[ASSIGNMENT]
Your response should contain each line of the data that includes "cloned".

[PROVIDED RECORDS]
────────
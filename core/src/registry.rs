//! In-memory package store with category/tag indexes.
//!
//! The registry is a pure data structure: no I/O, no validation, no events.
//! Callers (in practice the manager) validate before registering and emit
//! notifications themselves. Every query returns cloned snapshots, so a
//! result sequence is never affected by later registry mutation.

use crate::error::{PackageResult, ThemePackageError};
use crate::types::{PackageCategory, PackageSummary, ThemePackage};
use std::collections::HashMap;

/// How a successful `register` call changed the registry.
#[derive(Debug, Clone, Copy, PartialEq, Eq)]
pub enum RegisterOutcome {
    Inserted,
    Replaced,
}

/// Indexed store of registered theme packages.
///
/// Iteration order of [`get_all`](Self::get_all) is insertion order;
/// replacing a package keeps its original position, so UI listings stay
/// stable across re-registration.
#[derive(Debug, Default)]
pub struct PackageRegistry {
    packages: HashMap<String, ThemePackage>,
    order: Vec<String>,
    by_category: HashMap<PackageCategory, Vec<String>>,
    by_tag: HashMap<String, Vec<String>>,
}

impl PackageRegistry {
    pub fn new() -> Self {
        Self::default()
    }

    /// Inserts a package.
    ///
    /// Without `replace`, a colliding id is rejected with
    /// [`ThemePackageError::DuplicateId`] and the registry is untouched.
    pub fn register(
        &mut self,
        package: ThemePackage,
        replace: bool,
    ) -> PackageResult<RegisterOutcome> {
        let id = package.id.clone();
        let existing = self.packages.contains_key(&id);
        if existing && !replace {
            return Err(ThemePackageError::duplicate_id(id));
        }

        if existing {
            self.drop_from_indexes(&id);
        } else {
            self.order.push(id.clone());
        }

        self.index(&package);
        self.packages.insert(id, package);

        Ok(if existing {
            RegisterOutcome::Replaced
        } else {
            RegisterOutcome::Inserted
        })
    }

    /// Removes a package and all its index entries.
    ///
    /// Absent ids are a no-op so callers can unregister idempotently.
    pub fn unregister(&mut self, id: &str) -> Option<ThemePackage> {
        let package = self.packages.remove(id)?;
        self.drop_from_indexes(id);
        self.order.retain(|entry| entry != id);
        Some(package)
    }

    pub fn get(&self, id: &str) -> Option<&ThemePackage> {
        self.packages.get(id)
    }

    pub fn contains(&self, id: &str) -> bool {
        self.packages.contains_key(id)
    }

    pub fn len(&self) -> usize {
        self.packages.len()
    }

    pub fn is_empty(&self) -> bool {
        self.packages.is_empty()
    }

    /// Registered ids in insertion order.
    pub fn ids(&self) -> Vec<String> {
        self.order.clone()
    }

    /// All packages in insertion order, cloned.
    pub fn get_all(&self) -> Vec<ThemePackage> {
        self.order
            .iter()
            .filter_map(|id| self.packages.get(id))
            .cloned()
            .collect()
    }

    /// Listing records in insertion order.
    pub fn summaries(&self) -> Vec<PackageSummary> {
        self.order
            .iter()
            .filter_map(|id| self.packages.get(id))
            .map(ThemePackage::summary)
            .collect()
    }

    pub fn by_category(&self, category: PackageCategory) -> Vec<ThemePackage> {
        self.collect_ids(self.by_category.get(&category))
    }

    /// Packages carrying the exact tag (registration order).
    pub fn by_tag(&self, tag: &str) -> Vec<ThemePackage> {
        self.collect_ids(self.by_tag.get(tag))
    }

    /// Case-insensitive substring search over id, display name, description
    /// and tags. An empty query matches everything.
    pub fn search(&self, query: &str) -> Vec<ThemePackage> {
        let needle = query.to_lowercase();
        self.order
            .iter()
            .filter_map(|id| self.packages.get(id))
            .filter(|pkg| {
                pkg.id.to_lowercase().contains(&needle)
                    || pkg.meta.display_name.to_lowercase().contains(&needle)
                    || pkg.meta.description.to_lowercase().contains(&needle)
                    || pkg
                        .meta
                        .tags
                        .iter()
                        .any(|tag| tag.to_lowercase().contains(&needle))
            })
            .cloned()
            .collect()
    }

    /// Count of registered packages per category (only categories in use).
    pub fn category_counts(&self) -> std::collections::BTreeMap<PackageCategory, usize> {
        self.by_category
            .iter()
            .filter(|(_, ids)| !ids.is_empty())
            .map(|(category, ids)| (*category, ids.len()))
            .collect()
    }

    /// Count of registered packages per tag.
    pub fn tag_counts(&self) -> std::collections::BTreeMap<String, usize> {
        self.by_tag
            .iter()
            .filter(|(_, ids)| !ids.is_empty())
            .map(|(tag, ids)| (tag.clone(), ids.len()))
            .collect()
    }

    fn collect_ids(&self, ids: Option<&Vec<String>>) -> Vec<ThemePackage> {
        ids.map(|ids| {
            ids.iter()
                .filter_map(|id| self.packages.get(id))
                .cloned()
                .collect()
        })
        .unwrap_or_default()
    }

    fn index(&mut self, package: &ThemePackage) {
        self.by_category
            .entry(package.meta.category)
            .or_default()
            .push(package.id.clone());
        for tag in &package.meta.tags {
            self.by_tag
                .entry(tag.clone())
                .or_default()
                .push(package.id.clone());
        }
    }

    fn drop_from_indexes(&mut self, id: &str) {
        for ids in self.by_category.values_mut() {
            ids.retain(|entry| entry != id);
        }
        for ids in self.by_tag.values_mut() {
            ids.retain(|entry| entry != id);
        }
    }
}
────────
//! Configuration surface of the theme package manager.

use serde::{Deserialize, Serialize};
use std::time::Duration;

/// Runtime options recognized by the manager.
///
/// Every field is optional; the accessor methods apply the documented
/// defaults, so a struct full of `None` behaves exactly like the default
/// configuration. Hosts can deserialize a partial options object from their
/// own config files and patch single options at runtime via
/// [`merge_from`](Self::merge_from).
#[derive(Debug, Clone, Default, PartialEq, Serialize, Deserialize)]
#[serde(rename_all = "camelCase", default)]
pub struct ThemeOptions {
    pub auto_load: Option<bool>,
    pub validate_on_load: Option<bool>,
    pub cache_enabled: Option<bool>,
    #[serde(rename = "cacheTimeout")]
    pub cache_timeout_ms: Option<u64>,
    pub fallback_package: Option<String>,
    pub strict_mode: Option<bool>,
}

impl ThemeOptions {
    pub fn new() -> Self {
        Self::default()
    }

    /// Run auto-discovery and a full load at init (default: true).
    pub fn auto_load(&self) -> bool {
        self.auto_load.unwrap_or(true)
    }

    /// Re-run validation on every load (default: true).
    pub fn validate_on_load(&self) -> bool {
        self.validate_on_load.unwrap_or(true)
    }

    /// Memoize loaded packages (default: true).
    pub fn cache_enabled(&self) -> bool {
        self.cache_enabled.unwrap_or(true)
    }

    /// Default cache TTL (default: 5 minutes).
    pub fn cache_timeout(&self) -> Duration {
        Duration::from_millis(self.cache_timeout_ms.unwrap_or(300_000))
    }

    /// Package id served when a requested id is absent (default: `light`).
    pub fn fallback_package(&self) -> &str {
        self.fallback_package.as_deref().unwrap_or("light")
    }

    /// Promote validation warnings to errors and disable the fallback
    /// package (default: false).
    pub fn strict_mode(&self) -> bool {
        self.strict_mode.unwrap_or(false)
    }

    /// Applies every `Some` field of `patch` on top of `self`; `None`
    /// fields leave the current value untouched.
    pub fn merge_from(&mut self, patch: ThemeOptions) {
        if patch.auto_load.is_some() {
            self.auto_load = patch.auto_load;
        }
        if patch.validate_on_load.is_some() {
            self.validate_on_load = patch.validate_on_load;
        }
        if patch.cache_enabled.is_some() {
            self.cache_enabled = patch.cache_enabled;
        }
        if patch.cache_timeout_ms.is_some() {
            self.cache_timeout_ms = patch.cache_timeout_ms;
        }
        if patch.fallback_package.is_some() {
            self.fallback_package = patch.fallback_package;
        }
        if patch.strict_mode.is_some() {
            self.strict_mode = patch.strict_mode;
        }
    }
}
────────
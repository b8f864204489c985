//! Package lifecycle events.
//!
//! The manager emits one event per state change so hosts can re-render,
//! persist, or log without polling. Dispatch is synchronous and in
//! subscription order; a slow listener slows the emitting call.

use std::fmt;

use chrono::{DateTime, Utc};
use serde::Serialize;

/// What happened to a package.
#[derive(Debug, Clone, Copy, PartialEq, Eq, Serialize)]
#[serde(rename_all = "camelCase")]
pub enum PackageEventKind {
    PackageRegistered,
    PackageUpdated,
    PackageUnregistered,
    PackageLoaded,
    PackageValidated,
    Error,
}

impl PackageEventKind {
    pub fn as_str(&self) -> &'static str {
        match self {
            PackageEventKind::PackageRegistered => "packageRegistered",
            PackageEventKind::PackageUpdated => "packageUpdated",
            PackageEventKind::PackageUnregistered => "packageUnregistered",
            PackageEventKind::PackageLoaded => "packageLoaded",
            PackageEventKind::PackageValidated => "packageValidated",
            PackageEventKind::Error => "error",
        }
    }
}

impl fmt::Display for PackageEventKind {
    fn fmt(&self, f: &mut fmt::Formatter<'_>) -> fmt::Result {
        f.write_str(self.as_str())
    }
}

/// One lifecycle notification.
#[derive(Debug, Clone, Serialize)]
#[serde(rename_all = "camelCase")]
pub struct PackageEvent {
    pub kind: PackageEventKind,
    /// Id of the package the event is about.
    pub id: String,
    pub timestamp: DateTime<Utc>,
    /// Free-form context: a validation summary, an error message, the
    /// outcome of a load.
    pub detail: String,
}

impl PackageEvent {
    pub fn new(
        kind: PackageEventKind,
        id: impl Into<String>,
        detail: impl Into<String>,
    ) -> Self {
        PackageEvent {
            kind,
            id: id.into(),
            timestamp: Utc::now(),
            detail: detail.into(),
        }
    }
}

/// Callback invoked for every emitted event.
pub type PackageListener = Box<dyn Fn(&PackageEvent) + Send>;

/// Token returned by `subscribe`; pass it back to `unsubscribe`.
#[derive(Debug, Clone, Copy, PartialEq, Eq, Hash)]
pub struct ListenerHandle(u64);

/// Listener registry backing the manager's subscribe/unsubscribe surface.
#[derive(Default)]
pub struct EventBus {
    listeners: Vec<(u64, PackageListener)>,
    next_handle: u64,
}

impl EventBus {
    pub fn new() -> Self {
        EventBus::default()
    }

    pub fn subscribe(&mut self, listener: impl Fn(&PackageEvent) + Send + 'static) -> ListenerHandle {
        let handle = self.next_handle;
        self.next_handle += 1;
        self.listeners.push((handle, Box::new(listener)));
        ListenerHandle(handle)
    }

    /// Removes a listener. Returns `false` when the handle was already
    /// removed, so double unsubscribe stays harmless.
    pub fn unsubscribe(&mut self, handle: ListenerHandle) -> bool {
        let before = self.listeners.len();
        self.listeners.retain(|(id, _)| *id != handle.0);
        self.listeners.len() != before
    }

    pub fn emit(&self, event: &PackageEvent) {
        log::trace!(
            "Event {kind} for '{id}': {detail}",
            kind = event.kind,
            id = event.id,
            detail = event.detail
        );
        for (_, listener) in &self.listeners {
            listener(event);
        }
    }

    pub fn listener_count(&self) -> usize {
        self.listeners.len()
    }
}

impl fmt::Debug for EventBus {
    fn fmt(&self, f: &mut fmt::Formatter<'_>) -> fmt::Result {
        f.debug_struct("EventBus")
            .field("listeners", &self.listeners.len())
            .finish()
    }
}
────────
[ANSWER SECTION]
//! notifications themselves. Every query returns cloned snapshots, so a
    /// All packages in insertion order, cloned.
            .cloned()
            .cloned()
                .cloned()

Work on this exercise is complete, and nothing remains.